Last weekend was the
L.C. Smith College of Engineering and Computer Science open house. My WRT 407 students presented and demonstrated their year-long projects to visitors, guests, and an IEEE review team. Once again I came away from the event amazed by the creativity, talent, and genius of these pre-professional engineers. It is both a humbling and energizing event.

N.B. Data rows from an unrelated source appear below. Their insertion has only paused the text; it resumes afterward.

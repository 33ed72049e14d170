//! Command-line utility for managing a running missive instance
//!
//! Everything goes through the control socket:
//! - Queue administration (pause, resume, retries, cancellation, health)
//! - Campaign lifecycle
//! - Digest runs
//! - Liveness and status

#![allow(clippy::items_after_statements, clippy::single_match_else)]

use chrono::{DateTime, Utc};
use clap::{Parser, Subcommand, ValueEnum};
use missive_common::{Cadence, CampaignId, QueueItemId, QueueStatus, RecipientId, TemplateKind};
use missive_control::{
    CampaignCommand, ControlClient, DEFAULT_CONTROL_SOCKET, DigestCommand, QueueCommand,
    RequestCommand, ResponseData, ResponsePayload, SystemCommand,
    auth::hash_token,
    protocol::{CampaignVariant, EnqueueSpec, FlagName, unix_seconds},
};

/// Command-line utility for managing missive
#[derive(Parser, Debug)]
#[command(name = "missivectl")]
#[command(about = "Manage a running missive instance", long_about = None)]
#[command(version)]
struct Cli {
    /// Path to the control socket
    #[arg(short = 'c', long, global = true, default_value = DEFAULT_CONTROL_SOCKET)]
    control_socket: String,

    /// Token presented to the control socket when authentication is enabled
    #[arg(long, global = true, env = "MISSIVE_CONTROL_TOKEN", hide_env_values = true)]
    token: Option<String>,

    /// Output format
    #[arg(long, global = true, value_enum, default_value_t = Format::Text)]
    format: Format,

    #[command(subcommand)]
    command: Commands,
}

#[derive(Copy, Clone, Debug, PartialEq, Eq, ValueEnum)]
enum Format {
    Text,
    Json,
}

#[derive(Subcommand, Debug)]
enum Commands {
    /// Queue administration
    Queue {
        #[command(subcommand)]
        action: QueueAction,
    },
    /// Bulk campaigns
    Campaign {
        #[command(subcommand)]
        action: CampaignAction,
    },
    /// Digest runs
    Digest {
        #[command(subcommand)]
        action: DigestAction,
    },
    /// System status and health
    System {
        #[command(subcommand)]
        action: SystemAction,
    },
}

#[derive(Subcommand, Debug)]
enum QueueAction {
    /// Stop dispatch ticks from sending
    Pause,
    /// Let dispatch ticks send again
    Resume,
    /// Show queue health
    Health {
        /// Watch mode - continuously update
        #[arg(long)]
        watch: bool,

        /// Update interval in seconds (for watch mode)
        #[arg(long, default_value = "2")]
        interval: u64,
    },
    /// List queue items
    List {
        /// Filter by status
        #[arg(long)]
        status: Option<QueueStatus>,

        /// Filter by recipient id
        #[arg(long)]
        recipient: Option<RecipientId>,

        /// Filter by campaign id
        #[arg(long)]
        campaign: Option<CampaignId>,

        /// Maximum number of items
        #[arg(long)]
        limit: Option<usize>,
    },
    /// List dead-lettered items, most recent first
    DeadLetters {
        #[arg(long)]
        limit: Option<usize>,
    },
    /// Requeue every failed and dead-lettered item
    RetryAll,
    /// Requeue specific items
    Retry {
        #[arg(required = true)]
        ids: Vec<QueueItemId>,
    },
    /// Cancel a pending or processing item
    Cancel { id: QueueItemId },
    /// Queue a message
    Enqueue {
        #[arg(long)]
        recipient: RecipientId,

        /// Template kind, e.g. `welcome` or `automated_notice`
        #[arg(long)]
        template: TemplateKind,

        #[arg(long)]
        subject: String,

        /// HTML body
        #[arg(long)]
        body: String,

        /// 1 to 10, higher first
        #[arg(long, value_parser = clap::value_parser!(u8).range(1..=10))]
        priority: Option<u8>,

        /// RFC 3339 time to send at
        #[arg(long, value_parser = parse_time)]
        at: Option<DateTime<Utc>>,
    },
    /// Run a dispatch tick immediately
    ProcessNow,
    /// Run the retention sweep immediately
    Cleanup,
    /// Show the runtime flags
    Flags,
    /// Change a runtime flag
    SetFlag {
        #[arg(value_enum)]
        flag: FlagArg,

        #[arg(action = clap::ArgAction::Set)]
        value: bool,
    },
}

#[derive(Copy, Clone, Debug, PartialEq, Eq, ValueEnum)]
enum FlagArg {
    Paused,
    SendingEnabled,
    DemoMode,
    PauseAll,
}

impl From<FlagArg> for FlagName {
    fn from(flag: FlagArg) -> Self {
        match flag {
            FlagArg::Paused => Self::Paused,
            FlagArg::SendingEnabled => Self::SendingEnabled,
            FlagArg::DemoMode => Self::DemoMode,
            FlagArg::PauseAll => Self::PauseAll,
        }
    }
}

#[derive(Subcommand, Debug)]
enum CampaignAction {
    /// Create a draft campaign
    Create {
        #[arg(long)]
        name: String,

        #[arg(long)]
        subject: String,

        /// HTML body; `{{name}}` is replaced per recipient
        #[arg(long)]
        body: String,

        /// Subject for odd-numbered recipients
        #[arg(long, requires = "body_b")]
        subject_b: Option<String>,

        #[arg(long, requires = "subject_b")]
        body_b: Option<String>,

        #[arg(long, value_parser = clap::value_parser!(u8).range(1..=10))]
        priority: Option<u8>,
    },
    /// Start sending, optionally resuming from the saved offset
    Start {
        id: CampaignId,

        #[arg(long)]
        resume: bool,
    },
    /// Start sending at a later time
    Schedule {
        id: CampaignId,

        /// RFC 3339 time
        #[arg(value_parser = parse_time)]
        at: DateTime<Utc>,
    },
    /// Stop after the current batch
    Stop { id: CampaignId },
    /// Stop and cancel every pending item
    Cancel { id: CampaignId },
    /// List campaigns
    List,
}

#[derive(Subcommand, Debug)]
enum DigestAction {
    /// Queue digests for every subscriber at a cadence
    Start { cadence: Cadence },
}

#[derive(Subcommand, Debug)]
enum SystemAction {
    /// Check if missive is responding
    Ping,
    /// Get system status
    Status,
    /// Print the SHA-256 hash of a token for the `control.auth` config
    HashToken { token: String },
}

fn parse_time(value: &str) -> Result<DateTime<Utc>, String> {
    DateTime::parse_from_rfc3339(value)
        .map(|at| at.with_timezone(&Utc))
        .map_err(|e| format!("expected an RFC 3339 time: {e}"))
}

#[tokio::main]
async fn main() -> anyhow::Result<()> {
    tracing_subscriber::fmt()
        .with_env_filter(
            tracing_subscriber::EnvFilter::try_from_default_env()
                .unwrap_or_else(|_| tracing_subscriber::EnvFilter::new("info")),
        )
        .init();

    let cli = Cli::parse();

    let command = match cli.command {
        Commands::System {
            action: SystemAction::HashToken { token },
        } => {
            println!("{}", hash_token(&token));
            return Ok(());
        }
        Commands::Queue {
            action: QueueAction::Health { watch: true, interval },
        } => {
            let client = check_control_socket(&cli.control_socket, cli.token)?;
            loop {
                print!("\x1B[2J\x1B[1;1H");
                run(&client, RequestCommand::Queue(QueueCommand::Health), cli.format).await?;
                println!("\nPress Ctrl+C to exit");
                tokio::time::sleep(std::time::Duration::from_secs(interval)).await;
            }
        }
        Commands::Queue { action } => RequestCommand::Queue(queue_command(action)),
        Commands::Campaign { action } => RequestCommand::Campaign(campaign_command(action)),
        Commands::Digest {
            action: DigestAction::Start { cadence },
        } => RequestCommand::Digest(DigestCommand::Start { cadence }),
        Commands::System { action } => RequestCommand::System(match action {
            SystemAction::Ping => SystemCommand::Ping,
            SystemAction::Status | SystemAction::HashToken { .. } => SystemCommand::Status,
        }),
    };

    let client = check_control_socket(&cli.control_socket, cli.token)?;
    run(&client, command, cli.format).await
}

fn queue_command(action: QueueAction) -> QueueCommand {
    match action {
        QueueAction::Pause => QueueCommand::Pause,
        QueueAction::Resume => QueueCommand::Resume,
        QueueAction::Health { .. } => QueueCommand::Health,
        QueueAction::List {
            status,
            recipient,
            campaign,
            limit,
        } => QueueCommand::List {
            status,
            recipient,
            campaign,
            limit,
        },
        QueueAction::DeadLetters { limit } => QueueCommand::DeadLetters { limit },
        QueueAction::RetryAll => QueueCommand::RetryAllFailed,
        QueueAction::Retry { ids } => QueueCommand::RetrySelected { ids },
        QueueAction::Cancel { id } => QueueCommand::Cancel { id },
        QueueAction::Enqueue {
            recipient,
            template,
            subject,
            body,
            priority,
            at,
        } => QueueCommand::Enqueue(EnqueueSpec {
            recipient_id: recipient,
            template_kind: template,
            subject,
            body,
            priority,
            scheduled_at: at.map(unix_seconds),
        }),
        QueueAction::ProcessNow => QueueCommand::ProcessNow,
        QueueAction::Cleanup => QueueCommand::Cleanup,
        QueueAction::Flags => QueueCommand::Flags,
        QueueAction::SetFlag { flag, value } => QueueCommand::SetFlag {
            flag: flag.into(),
            value,
        },
    }
}

fn campaign_command(action: CampaignAction) -> CampaignCommand {
    match action {
        CampaignAction::Create {
            name,
            subject,
            body,
            subject_b,
            body_b,
            priority,
        } => CampaignCommand::Create {
            name,
            variant_a: CampaignVariant { subject, body },
            variant_b: subject_b
                .zip(body_b)
                .map(|(subject, body)| CampaignVariant { subject, body }),
            priority,
        },
        CampaignAction::Start { id, resume } => CampaignCommand::Start { id, resume },
        CampaignAction::Schedule { id, at } => CampaignCommand::Schedule {
            id,
            at: unix_seconds(at),
        },
        CampaignAction::Stop { id } => CampaignCommand::Stop { id },
        CampaignAction::Cancel { id } => CampaignCommand::Cancel { id },
        CampaignAction::List => CampaignCommand::List,
    }
}

fn check_control_socket(socket_path: &str, token: Option<String>) -> anyhow::Result<ControlClient> {
    let mut client = ControlClient::new(socket_path);
    if let Some(token) = token {
        client = client.with_token(token);
    }

    if let Err(e) = client.check_socket_exists() {
        anyhow::bail!(
            "Cannot connect to the missive control socket at {socket_path}.\n\
             Error: {e}\n\
             \n\
             Is missive running?\n\
             You can configure the socket path with --control-socket or in missive.config.ron"
        );
    }

    Ok(client)
}

async fn run(client: &ControlClient, command: RequestCommand, format: Format) -> anyhow::Result<()> {
    let response = client.send(command).await?;

    match response.payload {
        ResponsePayload::Ok => match format {
            Format::Json => println!(r#"{{"status": "ok"}}"#),
            Format::Text => println!("✓ Command completed successfully"),
        },
        ResponsePayload::Error(e) => anyhow::bail!("Server error: {e}"),
        ResponsePayload::Data(data) => match format {
            Format::Json => println!("{}", serde_json::to_string_pretty(&data)?),
            Format::Text => print_text(*data),
        },
    }

    Ok(())
}

fn print_text(data: ResponseData) {
    match data {
        ResponseData::QueueHealth(health) => {
            println!("=== Queue Health ===\n");
            println!("{health}");
        }
        ResponseData::QueueList(items) => {
            if items.is_empty() {
                println!("No matching items");
                return;
            }
            for item in &items {
                println!("{item}\n");
            }
            println!("Total: {} item(s)", items.len());
        }
        ResponseData::DeadLetters(records) => {
            if records.is_empty() {
                println!("No dead letters");
                return;
            }
            for record in &records {
                println!("{record}\n");
            }
            println!("Total: {} dead letter(s)", records.len());
        }
        ResponseData::Affected(count) => println!("✓ {count} item(s) affected"),
        ResponseData::Enqueued(id) => println!("✓ Queued {id}"),
        ResponseData::Tick(tick) => println!("{tick}"),
        ResponseData::Cleanup(cleanup) => println!("{cleanup}"),
        ResponseData::Flags(flags) => println!("{flags}"),
        ResponseData::CampaignCreated(id) => println!("✓ Created campaign {id}"),
        ResponseData::Campaigns(campaigns) => {
            if campaigns.is_empty() {
                println!("No campaigns");
                return;
            }
            for campaign in &campaigns {
                println!("{campaign}");
            }
        }
        ResponseData::DigestStarted { run_id } => println!("✓ Digest run {run_id} started"),
        ResponseData::SystemStatus(status) => {
            println!("=== missive Status ===\n");
            println!("{status}");
        }
        ResponseData::Message(message) => println!("{message}"),
    }
}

I spend much of the afternoon reviewing the project teams' documentation suites. While the format is not required, they typically take the shape of tabbed three-ringed binders. The suite consists of the following documents, which the teams have developed and revised over the course of the two semesters:
- Formal Project Proposal
- Individual Technical Descriptions
- Technical or Demo Presentation
- System Requirement Specification
- Test Plan/Test Scripts
- User or Implementation Guide
- Status Report
- Draft Research Paper/Article
When I look at the range and quality (yes, quality) of the documents, I inevitably wind up questioning the outcomes of the course. I focus my instruction on genre and the communicative and rhetorical requirements of different types of documents in different contexts. Filtered down, that really mean that I'm teaching production. I don't really see that as a bad thing, but I do wonder how the production of technical engineering texts s in alignment with the course outcomes.
I have some improvements to make, particularly in regard to managing 40+ students in a class that meeting only once per week. Aligning activities and products to goals and outcomes will drive those improvements.